---- INFORMATION GIVEN

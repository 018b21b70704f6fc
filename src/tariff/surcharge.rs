//! Surcharge composition.
//!
//! Two mutually exclusive policies:
//! - complexity: base × level multiplier (1.0 / 1.2 / 1.4 / 1.8)
//! - service count: 1 service → ×1.0, 2 → ×1.2, N > 2 → ×(1.2 + 0.1 × (N − 2))

use rust_decimal::Decimal;
use rust_decimal_macros::dec;

use crate::domain::ComplexityLevel;
use crate::error::ValidationError;

const PAIR_MULTIPLIER: Decimal = dec!(1.2);
const PER_EXTRA_SERVICE: Decimal = dec!(0.1);

/// Multiplier for quoting `count` services under one umbrella fee.
pub fn service_count_multiplier(count: usize) -> Result<Decimal, ValidationError> {
    match count {
        0 => Err(ValidationError::ZeroServiceCount),
        1 => Ok(Decimal::ONE),
        n => Ok(PAIR_MULTIPLIER + PER_EXTRA_SERVICE * Decimal::from(n - 2)),
    }
}

pub fn apply_complexity(base_fee: Decimal, level: ComplexityLevel) -> Decimal {
    base_fee * level.multiplier()
}

pub fn apply_service_count(base_fee: Decimal, count: usize) -> Result<Decimal, ValidationError> {
    Ok(base_fee * service_count_multiplier(count)?)
}

#[cfg(test)]
mod tests {
    use super::*;

    #[test]
    fn service_count_multipliers() {
        assert_eq!(service_count_multiplier(1).unwrap(), dec!(1));
        assert_eq!(service_count_multiplier(2).unwrap(), dec!(1.2));
        assert_eq!(service_count_multiplier(3).unwrap(), dec!(1.3));
        assert_eq!(service_count_multiplier(7).unwrap(), dec!(1.7));
        assert_eq!(
            service_count_multiplier(0).unwrap_err(),
            ValidationError::ZeroServiceCount
        );
    }

    #[test]
    fn service_count_surcharge_is_monotonic() {
        let base = dec!(1215);
        let mut prev = apply_service_count(base, 1).unwrap();
        for n in 2..=40 {
            let fee = apply_service_count(base, n).unwrap();
            assert!(fee >= prev, "fee for {n} services dropped");
            prev = fee;
        }
    }

    #[test]
    fn complexity_levels() {
        let base = dec!(1000);
        assert_eq!(apply_complexity(base, ComplexityLevel::Standard), dec!(1000));
        assert_eq!(apply_complexity(base, ComplexityLevel::Media), dec!(1200));
        assert_eq!(apply_complexity(base, ComplexityLevel::Alta), dec!(1400));
        assert_eq!(apply_complexity(base, ComplexityLevel::MoltoAlta), dec!(1800));
    }
}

--------

■ ABOUT THIS EXERCISE ■
From the records, copy out each line that includes the string "prev".

■ ANSWER AREA ■
        let mut prev = apply_service_count(base, 1).unwrap();
            assert!(fee >= prev, "fee for {n} services dropped");
            prev = fee;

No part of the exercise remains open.